“The Walk” hardly delivers a solid storytelling, running for most of its part almost only to arrive at its titular climactic moment that happens only during the film’s final few minutes.
At one point there is a sense of wanting the ‘walk’ to be the ‘run’ as proceedings start to feel as if everything has nowhere good to go. But as the saying goes, ” all roads lead to Rome”, the rough and rocky roads in “The Walk”, eventually arrives to its destination, and once it gets there, it will definitely be worth the time and patience.
Chronicling the attempt of Philippe Petit (Joseph Gordon-Lewitt) and his team, to wire-walk between the World Trade Center’s Twin Towers, this Robert Zemecki’s vision of the near-impossible feat, stuns with its spectacular panoramic visuals, but it stumbles miserably reaching the realization of its promise.
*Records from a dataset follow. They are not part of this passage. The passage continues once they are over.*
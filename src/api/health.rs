// SPDX-License-Identifier: AGPL-3.0-or-later
//
// Copyright (C) 2026 Relational Network

use axum::{extract::State, http::StatusCode, Json};
use serde::Serialize;
use utoipa::ToSchema;

use crate::state::AppState;

/// Health check response with individual component status.
#[derive(Debug, Serialize, ToSchema)]
pub struct ReadyResponse {
    /// Overall health status ("ok" or "degraded").
    pub status: String,
    /// Individual health checks and their results.
    pub checks: HealthChecks,
}

/// Individual health check results.
#[derive(Debug, Serialize, ToSchema)]
pub struct HealthChecks {
    /// Whether the service process is running.
    pub service: String,
    /// Whether the session store answers reads ("ok" or "unavailable").
    pub session_store: String,
}

/// Simple health check response for liveness probes.
#[derive(Debug, Serialize, ToSchema)]
pub struct HealthResponse {
    pub status: String,
}

fn check_session_store(state: &AppState) -> String {
    match state.store().ping() {
        Ok(()) => "ok".to_string(),
        Err(e) => {
            tracing::warn!(error = %e, "Session store probe failed");
            "unavailable".to_string()
        }
    }
}

/// Liveness probe handler.
///
/// Always returns 200 if the process is running.
/// Does not check dependencies - use readiness for that.
#[utoipa::path(
    get,
    path = "/health/live",
    tag = "Health",
    responses(
        (status = 200, description = "Service is alive", body = HealthResponse)
    )
)]
pub async fn liveness() -> Json<HealthResponse> {
    Json(HealthResponse {
        status: "ok".to_string(),
    })
}

/// Readiness probe handler.
///
/// Returns 200 only if the session store is reachable.
#[utoipa::path(
    get,
    path = "/health/ready",
    tag = "Health",
    responses(
        (status = 200, description = "Service is ready", body = ReadyResponse),
        (status = 503, description = "Service is not ready", body = ReadyResponse)
    )
)]
pub async fn readiness(State(state): State<AppState>) -> (StatusCode, Json<ReadyResponse>) {
    let session_store = check_session_store(&state);
    let all_ok = session_store == "ok";

    let response = ReadyResponse {
        status: if all_ok { "ok" } else { "degraded" }.to_string(),
        checks: HealthChecks {
            service: "ok".to_string(),
            session_store,
        },
    };

    let status = if all_ok {
        StatusCode::OK
    } else {
        StatusCode::SERVICE_UNAVAILABLE
    };

    (status, Json(response))
}
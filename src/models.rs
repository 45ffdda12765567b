// SPDX-License-Identifier: AGPL-3.0-or-later
//
// Copyright (C) 2026 Relational Network

//! # Data Models
//!
//! Session records persisted by the session store, plus the JSON bodies
//! returned by the API. Response types derive `ToSchema` for the OpenAPI
//! document.
//!
//! ## Wallet Address Type
//!
//! The [`WalletAddress`] newtype wraps EIP-55 checksummed addresses
//! (`0x` followed by 40 hex characters). Sessions only ever store the
//! checksummed form recovered from a verified signature.

use chrono::{DateTime, Duration, Utc};
use rand::{rngs::OsRng, RngCore};
use serde::{Deserialize, Serialize};
use utoipa::ToSchema;

/// Absolute session lifetime. Sessions are never renewed.
pub const SESSION_TTL_SECS: i64 = 3600;

/// Session ids carry 128 bits of OS randomness.
const SESSION_ID_BYTES: usize = 16;

// =============================================================================
// Wallet Address Type
// =============================================================================

/// Ethereum-compatible wallet address wrapper.
///
/// # Example
///
/// ```rust,ignore
/// let addr = WalletAddress::from("0x2c7536E3605D9C16a7a3D7b1898e529396a65c23");
/// assert_eq!(addr.masked().unwrap(), "0x2c7536...96a65c23");
/// ```
#[derive(Debug, Clone, Serialize, Deserialize, ToSchema, PartialEq, Eq, Hash)]
pub struct WalletAddress(pub String);

impl WalletAddress {
    /// Whether this looks like a `0x`-prefixed 20-byte hex address.
    pub fn is_well_formed(&self) -> bool {
        self.0.len() == 42
            && self.0.starts_with("0x")
            && self.0[2..].bytes().all(|b| b.is_ascii_hexdigit())
    }

    /// First 8 and last 8 characters joined by an ellipsis.
    ///
    /// Returns `None` for values that are not well-formed addresses.
    pub fn masked(&self) -> Option<String> {
        if !self.is_well_formed() {
            return None;
        }
        Some(format!("{}...{}", &self.0[..8], &self.0[self.0.len() - 8..]))
    }

    pub fn as_str(&self) -> &str {
        &self.0
    }
}

impl std::fmt::Display for WalletAddress {
    fn fmt(&self, f: &mut std::fmt::Formatter<'_>) -> std::fmt::Result {
        write!(f, "{}", self.0)
    }
}

impl From<String> for WalletAddress {
    fn from(value: String) -> Self {
        WalletAddress(value)
    }
}

impl From<&str> for WalletAddress {
    fn from(value: &str) -> Self {
        WalletAddress(value.to_string())
    }
}

// =============================================================================
// Session Models
// =============================================================================

/// Opaque session identifier: 32 lowercase hex characters.
#[derive(Debug, Clone, Serialize, Deserialize, PartialEq, Eq, Hash)]
pub struct SessionId(String);

impl SessionId {
    /// Draw a fresh id from the OS CSPRNG.
    pub fn generate() -> Self {
        let mut bytes = [0u8; SESSION_ID_BYTES];
        OsRng.fill_bytes(&mut bytes);
        SessionId(alloy::primitives::hex::encode(bytes))
    }

    /// Accept only values shaped like ids produced by [`SessionId::generate`].
    pub fn parse(value: &str) -> Option<Self> {
        let well_formed = value.len() == SESSION_ID_BYTES * 2
            && value
                .bytes()
                .all(|b| b.is_ascii_digit() || (b'a'..=b'f').contains(&b));
        well_formed.then(|| SessionId(value.to_string()))
    }

    pub fn as_str(&self) -> &str {
        &self.0
    }
}

impl std::fmt::Display for SessionId {
    fn fmt(&self, f: &mut std::fmt::Formatter<'_>) -> std::fmt::Result {
        f.write_str(&self.0)
    }
}

/// Server-side session bound to a verified wallet address.
#[derive(Debug, Clone, Serialize, Deserialize, PartialEq, Eq)]
pub struct SessionRecord {
    pub id: SessionId,
    pub address: WalletAddress,
    pub created_at: DateTime<Utc>,
    pub expires_at: DateTime<Utc>,
}

impl SessionRecord {
    /// New record with a fresh id, expiring [`SESSION_TTL_SECS`] after `now`.
    pub fn new(address: impl Into<WalletAddress>, now: DateTime<Utc>) -> Self {
        Self {
            id: SessionId::generate(),
            address: address.into(),
            created_at: now,
            expires_at: now + Duration::seconds(SESSION_TTL_SECS),
        }
    }

    pub fn is_expired(&self, now: DateTime<Utc>) -> bool {
        now >= self.expires_at
    }
}

// =============================================================================
// API Bodies
// =============================================================================

/// Identity of the logged-in wallet, with the address masked.
#[derive(Debug, Clone, Serialize, Deserialize, ToSchema, PartialEq, Eq)]
pub struct WalletIdentity {
    /// `<first 8>...<last 8>` of the checksummed address.
    #[schema(example = "0x2c7536...96a65c23")]
    pub address: String,
}

/// Error body returned for every failed request.
#[derive(Debug, Clone, Serialize, Deserialize, ToSchema, PartialEq, Eq)]
pub struct ErrorBody {
    pub message: String,
}
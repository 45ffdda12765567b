// SPDX-License-Identifier: AGPL-3.0-or-later
//
// Copyright (C) 2026 Relational Network

//! Login claim carried inside the encrypted token.

use serde::{Deserialize, Serialize};

/// `{address, signature}` as produced by the wallet login page.
///
/// `signature` is the wallet's `personal_sign` over the `address` string.
#[derive(Debug, Clone, PartialEq, Eq, Serialize, Deserialize)]
pub struct AuthClaim {
    pub address: String,
    pub signature: String,
}

#[derive(Debug, thiserror::Error)]
#[error("malformed claim: {0}")]
pub struct ParseError(#[from] serde_json::Error);

impl AuthClaim {
    /// Parse decrypted plaintext. Both fields are required strings.
    pub fn parse(bytes: &[u8]) -> Result<Self, ParseError> {
        Ok(serde_json::from_slice(bytes)?)
    }
}

#[cfg(test)]
mod tests {
    use super::*;

    #[test]
    fn parses_complete_claim() {
        let claim = AuthClaim::parse(
            br#"{"address":"0x2c7536E3605D9C16a7a3D7b1898e529396a65c23","signature":"0xabcd","nonce":1}"#,
        )
        .unwrap();
        assert_eq!(claim.address, "0x2c7536E3605D9C16a7a3D7b1898e529396a65c23");
        assert_eq!(claim.signature, "0xabcd");
    }

    #[test]
    fn rejects_incomplete_or_mistyped_claims() {
        let cases: [&[u8]; 7] = [
            b"",
            b"not json",
            br#"{"address":"0xabc"}"#,
            br#"{"signature":"0xabc"}"#,
            br#"{"address":42,"signature":"0xabc"}"#,
            br#"{"address":"0xabc","signature":null}"#,
            br#"{"address":"0xabc","signature":["0xdef"]}"#,
        ];
        for bytes in cases {
            assert!(
                AuthClaim::parse(bytes).is_err(),
                "{:?} should not parse",
                String::from_utf8_lossy(bytes)
            );
        }
    }
}
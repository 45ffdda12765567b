// SPDX-License-Identifier: AGPL-3.0-or-later
//
// Copyright (C) 2026 Relational Network

//! Recovery of the signing wallet from a `personal_sign` signature.
//!
//! Signatures are 65 bytes `r ‖ s ‖ v` over the EIP-191 personal-message
//! digest `keccak256("\x19Ethereum Signed Message:\n" ‖ len ‖ message)`.
//! Wallets emit `v` as 27/28; it is mapped to the 0/1 recovery id before
//! secp256k1 public key recovery.

use alloy::primitives::{eip191_hash_message, keccak256, Address};
use k256::ecdsa::{RecoveryId, Signature, VerifyingKey};

use super::{claim::AuthClaim, AuthError};

/// Length of an `r ‖ s ‖ v` signature.
pub const SIGNATURE_LEN: usize = 65;

/// Offset of the `v` byte.
const RECOVERY_ID_OFFSET: usize = 64;

#[derive(Debug, Clone, PartialEq, Eq, thiserror::Error)]
pub enum VerifyError {
    #[error("malformed signature: {0}")]
    MalformedSignature(String),

    #[error("public key recovery failed: {0}")]
    RecoveryFailed(String),
}

/// EIP-191 digest of `message` as signed by `personal_sign`.
pub fn personal_message_hash(message: &str) -> [u8; 32] {
    eip191_hash_message(message.as_bytes()).0
}

/// Map the yellow-paper `v` (27/28) to a recovery id (0/1).
///
/// Other values pass through unchanged and are rejected by the caller.
pub fn normalize_recovery_byte(v: u8) -> u8 {
    match v {
        27 | 28 => v - 27,
        other => other,
    }
}

/// Derive the account address of a secp256k1 public key.
pub fn address_from_verifying_key(key: &VerifyingKey) -> Address {
    let point = key.to_encoded_point(false);
    // Skip the 0x04 uncompressed-point tag; the address is the low 20 bytes.
    let digest = keccak256(&point.as_bytes()[1..]);
    Address::from_slice(&digest[12..])
}

fn decode_signature(signature_hex: &str) -> Result<[u8; SIGNATURE_LEN], VerifyError> {
    let bytes = alloy::primitives::hex::decode(signature_hex)
        .map_err(|e| VerifyError::MalformedSignature(format!("invalid hex: {e}")))?;
    <[u8; SIGNATURE_LEN]>::try_from(bytes.as_slice()).map_err(|_| {
        VerifyError::MalformedSignature(format!(
            "expected {SIGNATURE_LEN} bytes, got {}",
            bytes.len()
        ))
    })
}

/// Recover the EIP-55 checksummed address that signed `message` with
/// `signature_hex`.
pub fn recover_address(message: &str, signature_hex: &str) -> Result<String, VerifyError> {
    let bytes = decode_signature(signature_hex)?;

    let raw_v = bytes[RECOVERY_ID_OFFSET];
    let v = normalize_recovery_byte(raw_v);
    if v > 1 {
        return Err(VerifyError::RecoveryFailed(format!(
            "invalid recovery byte {raw_v}"
        )));
    }
    let mut recovery_id = RecoveryId::new(v == 1, false);

    let mut signature = Signature::from_slice(&bytes[..RECOVERY_ID_OFFSET])
        .map_err(|e| VerifyError::RecoveryFailed(format!("invalid r/s: {e}")))?;
    // k256 only recovers low-s signatures; negating s flips the parity of R.
    if let Some(normalized) = signature.normalize_s() {
        signature = normalized;
        recovery_id = RecoveryId::new(!recovery_id.is_y_odd(), recovery_id.is_x_reduced());
    }

    let digest = personal_message_hash(message);
    let key = VerifyingKey::recover_from_prehash(&digest, &signature, recovery_id)
        .map_err(|e| VerifyError::RecoveryFailed(e.to_string()))?;

    Ok(address_from_verifying_key(&key).to_checksum(None))
}

/// Check that `claim.signature` was made by `claim.address` over its own
/// address string. Returns the checksummed address on success.
pub fn verify_claim(claim: &AuthClaim) -> Result<String, AuthError> {
    let recovered = recover_address(&claim.address, &claim.signature)?;

    if recovered != claim.address {
        tracing::warn!(
            claimed = %claim.address,
            recovered = %recovered,
            "Signature does not match requesting address (possible spoofing attempt)"
        );
        return Err(AuthError::AddressMismatch {
            claimed: claim.address.clone(),
            recovered,
        });
    }

    Ok(recovered)
}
The narrative almost entirely runs through a lazy set-up, only picking up an inviting pace during the time when Petit starts to plan carrying out his death-defying stunt. There’s a forced and unwanted dosage of humor whose comic intents are barely sensibly delivered, and poorly executed dialogues that bear the sameness of blandness and unimpressive accents, grind the capacity of the film’s narrative to engross audience, into mortifying-ly absurd pieces of its uninspired script.
This flaw persists toward the film’s final act, and if not only with the eye popping render of its shots that keep almost everything palatable, it will lose its audience before the final show.
Still, that feels unfair to say for a dramatization whose biggest ambition is only to deliver a single thrilling moment – one so nearly impossible, one would not right away believe this is based on a true story. And the film does that, as if cleaning up all its mess on the stage when everything is set for its most important act, pulling off its climactic set piece in one breathtaking render.
That’s the same moment when tension and emotions are at their most convincing levels, when one’s heartbeat and breath go racing after another as the impossible finally turns into reality.